• [Dataset entries]:
========
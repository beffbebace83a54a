//! JWT utilities shared across the gateway.
//!
//! This module provides the transport-independent parts of token handling:
//! - Size limits for DoS prevention
//! - Clock skew constants for temporal claim validation
//! - Unverified decoding of the header (`alg`, `kid`) and the claim mapping
//! - iat validation logic
//!
//! # Security
//!
//! - Tokens are size-checked BEFORE parsing (DoS prevention)
//! - Nothing decoded here is trusted: the header and claims are only used to
//!   select a key and to run cheap claim checks ahead of signature verification
//! - Generic error messages prevent information leakage
//!
//! # Usage
//!
//! ```rust,ignore
//! use common::jwt::{validate_iat, UnverifiedToken, DEFAULT_CLOCK_SKEW};
//!
//! let unverified = UnverifiedToken::parse(token)?;
//! let kid = unverified.header.kid.as_deref();
//!
//! // After signature verification, validate iat
//! validate_iat(iat, DEFAULT_CLOCK_SKEW)?;
//! ```

use base64::{engine::general_purpose::URL_SAFE_NO_PAD, Engine};
use serde::Deserialize;
use serde_json::{Map, Value};
use std::time::Duration;
use thiserror::Error;

// =============================================================================
// Constants
// =============================================================================

/// Maximum allowed JWT size in bytes (8KB).
///
/// JWTs larger than this size are rejected BEFORE any parsing or cryptographic
/// operations.
///
/// # Rationale
///
/// - Typical identity provider access tokens are 700-1500 bytes (RS256 signature
///   plus audience list and scopes)
/// - 8KB leaves room for large custom claim sets while bounding the work done
///   on attacker-supplied input
/// - Checked BEFORE base64 decode for efficiency
pub const MAX_JWT_SIZE_BYTES: usize = 8192; // 8KB

/// Default JWT clock skew tolerance (5 minutes per NIST SP 800-63B).
///
/// Applied as leeway to `exp` and `nbf`, and as the maximum distance an `iat`
/// timestamp may lie in the future.
pub const DEFAULT_CLOCK_SKEW: Duration = Duration::from_secs(300);

/// Maximum allowed JWT clock skew tolerance (10 minutes).
///
/// This prevents misconfiguration that could weaken security by allowing
/// excessively large clock skew tolerance.
pub const MAX_CLOCK_SKEW: Duration = Duration::from_secs(600);

// =============================================================================
// Error Types
// =============================================================================

/// Errors raised while reading a token before its signature is checked.
///
/// Note: Error messages are intentionally generic to prevent information leakage.
/// Detailed information is logged at debug level for troubleshooting.
#[derive(Error, Debug, Clone, PartialEq, Eq)]
pub enum TokenFormatError {
    /// Token size exceeds maximum allowed.
    #[error("The access token is invalid or expired")]
    TokenTooLarge,

    /// Token is not a three-part JWS compact serialization, or a part
    /// is not valid base64url / JSON.
    #[error("The access token is invalid or expired")]
    MalformedToken,

    /// Token payload decoded but is not a JSON object.
    #[error("The access token is invalid or expired")]
    ClaimsNotAMapping,
}

/// Errors raised by temporal claim helpers.
#[derive(Error, Debug, Clone, PartialEq, Eq)]
pub enum TemporalClaimError {
    /// Token `iat` claim is too far in the future.
    #[error("The access token is invalid or expired")]
    IatTooFarInFuture,
}

// =============================================================================
// Unverified token
// =============================================================================

/// JOSE header fields the gateway looks at.
///
/// `alg` is kept as the raw string so that values the JWT library does not
/// know (for example `none`) can still be reported as an algorithm mismatch
/// instead of a parse failure.
#[derive(Debug, Clone, Deserialize, PartialEq, Eq)]
pub struct TokenHeader {
    /// Declared signing algorithm.
    pub alg: String,

    /// Key ID used to select the verification key.
    #[serde(default)]
    pub kid: Option<String>,

    /// Token type, usually "JWT".
    #[serde(default)]
    pub typ: Option<String>,
}

/// A token split into its decoded header and claim mapping.
///
/// Produced without any signature check. Lifetime is a single request.
#[derive(Debug, Clone)]
pub struct UnverifiedToken<'a> {
    /// The compact serialization as received.
    pub raw: &'a str,

    /// Decoded JOSE header.
    pub header: TokenHeader,

    /// Decoded claim set.
    pub claims: Map<String, Value>,
}

impl<'a> UnverifiedToken<'a> {
    /// Decode the header and claims of a JWT without verifying the signature.
    ///
    /// # Security
    ///
    /// - Token size is checked BEFORE any parsing (denial-of-service prevention)
    /// - The result MUST still be verified against a trusted key before the
    ///   token is accepted
    ///
    /// # Errors
    ///
    /// - `TokenTooLarge` - Token exceeds `MAX_JWT_SIZE_BYTES`
    /// - `MalformedToken` - Wrong structure, bad base64, invalid JSON header
    /// - `ClaimsNotAMapping` - Payload is valid JSON but not an object
    pub fn parse(token: &'a str) -> Result<Self, TokenFormatError> {
        // Check token size first (DoS prevention)
        if token.len() > MAX_JWT_SIZE_BYTES {
            tracing::debug!(
                target: "common.jwt",
                token_size = token.len(),
                max_size = MAX_JWT_SIZE_BYTES,
                "Token rejected: size exceeds maximum allowed"
            );
            return Err(TokenFormatError::TokenTooLarge);
        }

        // JWT format: header.payload.signature
        let parts: Vec<&str> = token.split('.').collect();
        let [header_part, payload_part, _signature] = parts.as_slice() else {
            tracing::debug!(
                target: "common.jwt",
                parts = parts.len(),
                "Token rejected: invalid JWT format"
            );
            return Err(TokenFormatError::MalformedToken);
        };

        let header_bytes = URL_SAFE_NO_PAD.decode(header_part).map_err(|e| {
            tracing::debug!(target: "common.jwt", error = %e, "Failed to decode JWT header base64");
            TokenFormatError::MalformedToken
        })?;

        let header: TokenHeader = serde_json::from_slice(&header_bytes).map_err(|e| {
            tracing::debug!(target: "common.jwt", error = %e, "Failed to parse JWT header JSON");
            TokenFormatError::MalformedToken
        })?;

        let payload_bytes = URL_SAFE_NO_PAD.decode(payload_part).map_err(|e| {
            tracing::debug!(target: "common.jwt", error = %e, "Failed to decode JWT payload base64");
            TokenFormatError::MalformedToken
        })?;

        let payload: Value = serde_json::from_slice(&payload_bytes).map_err(|e| {
            tracing::debug!(target: "common.jwt", error = %e, "Failed to parse JWT payload JSON");
            TokenFormatError::MalformedToken
        })?;

        let Value::Object(claims) = payload else {
            tracing::debug!(target: "common.jwt", "Token rejected: claims are not a JSON object");
            return Err(TokenFormatError::ClaimsNotAMapping);
        };

        Ok(Self {
            raw: token,
            header,
            claims,
        })
    }

    /// The `kid` header value, treating an empty string as absent.
    #[must_use]
    pub fn kid(&self) -> Option<&str> {
        self.header.kid.as_deref().filter(|kid| !kid.is_empty())
    }
}

// =============================================================================
// Functions
// =============================================================================

/// Validate the `iat` (issued-at) claim with clock skew tolerance.
///
/// Rejects tokens with `iat` too far in the future, which could indicate:
/// - Token pre-generation attack
/// - Clock synchronization issues
/// - Token manipulation
///
/// # Errors
///
/// Returns `TemporalClaimError::IatTooFarInFuture` if the iat timestamp is more
/// than `clock_skew` in the future.
pub fn validate_iat(iat: i64, clock_skew: Duration) -> Result<(), TemporalClaimError> {
    let now = chrono::Utc::now().timestamp();
    validate_iat_at(iat, clock_skew, now)
}

/// Deterministic `iat` validation against an explicit `now` timestamp.
///
/// Prefer [`validate_iat`] in production code. This variant exists so that
/// boundary conditions can be unit-tested without wall-clock dependence.
pub(crate) fn validate_iat_at(
    iat: i64,
    clock_skew: Duration,
    now: i64,
) -> Result<(), TemporalClaimError> {
    // Safe cast: clock_skew is bounded to MAX_CLOCK_SKEW (600 seconds), well within i64 range
    #[allow(clippy::cast_possible_wrap)]
    let clock_skew_secs = clock_skew.as_secs() as i64;
    let max_iat = now.saturating_add(clock_skew_secs);

    if iat > max_iat {
        tracing::debug!(
            target: "common.jwt",
            iat = iat,
            now = now,
            max_allowed = max_iat,
            clock_skew_secs = clock_skew_secs,
            "Token rejected: iat too far in the future"
        );
        return Err(TemporalClaimError::IatTooFarInFuture);
    }

    Ok(())
}

// =============================================================================
// Tests
// =============================================================================
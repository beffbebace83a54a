//! Turns an `x5c` certificate entry into a verification key.
//!
//! JWKS `x5c` entries are standard base64 DER with no armour. The JWT library
//! reads keys from PEM, so the entry is wrapped in `CERTIFICATE` armour with
//! 64-column lines before the RSA public key is extracted.

use crate::auth::error::KeyResolutionError;
use jsonwebtoken::DecodingKey;

const PEM_HEADER: &str = "-----BEGIN CERTIFICATE-----";
const PEM_FOOTER: &str = "-----END CERTIFICATE-----";
const PEM_LINE_WIDTH: usize = 64;

/// Wrap a base64 DER certificate in PEM armour.
///
/// The body is split into 64-character lines; the last line may be shorter.
pub fn format_pem_certificate(entry: &str) -> String {
    let mut pem = String::with_capacity(
        PEM_HEADER.len() + PEM_FOOTER.len() + entry.len() + entry.len() / PEM_LINE_WIDTH + 3,
    );
    pem.push_str(PEM_HEADER);
    pem.push('\n');

    let mut rest = entry;
    while !rest.is_empty() {
        // base64 is ASCII, so a byte index is always a char boundary; fall
        // back to the whole remainder for anything else.
        let split = if rest.len() > PEM_LINE_WIDTH && rest.is_char_boundary(PEM_LINE_WIDTH) {
            PEM_LINE_WIDTH
        } else {
            rest.len()
        };
        let (line, tail) = rest.split_at(split);
        pem.push_str(line);
        pem.push('\n');
        rest = tail;
    }

    pem.push_str(PEM_FOOTER);
    pem.push('\n');
    pem
}

/// Build an RSA verification key from a JWKS `x5c` entry.
///
/// # Errors
///
/// Returns `KeyResolutionError::MalformedKey` when the entry is empty, is not
/// valid base64, or does not contain an RSA certificate.
pub fn decoding_key_from_certificate(entry: &str) -> Result<DecodingKey, KeyResolutionError> {
    if entry.is_empty() {
        tracing::warn!(target: "gw.auth.certificate", "Empty x5c certificate entry");
        return Err(KeyResolutionError::MalformedKey);
    }

    let pem = format_pem_certificate(entry);
    DecodingKey::from_rsa_pem(pem.as_bytes()).map_err(|e| {
        tracing::warn!(target: "gw.auth.certificate", error = %e, "Failed to parse x5c certificate");
        KeyResolutionError::MalformedKey
    })
}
========
• [Required work]: Whenever a line in the records contains the word "exceeds", copy that line.

• [Answer area]:
    /// Token size exceeds maximum allowed.
    /// - `TokenTooLarge` - Token exceeds `MAX_JWT_SIZE_BYTES`
                "Token rejected: size exceeds maximum allowed"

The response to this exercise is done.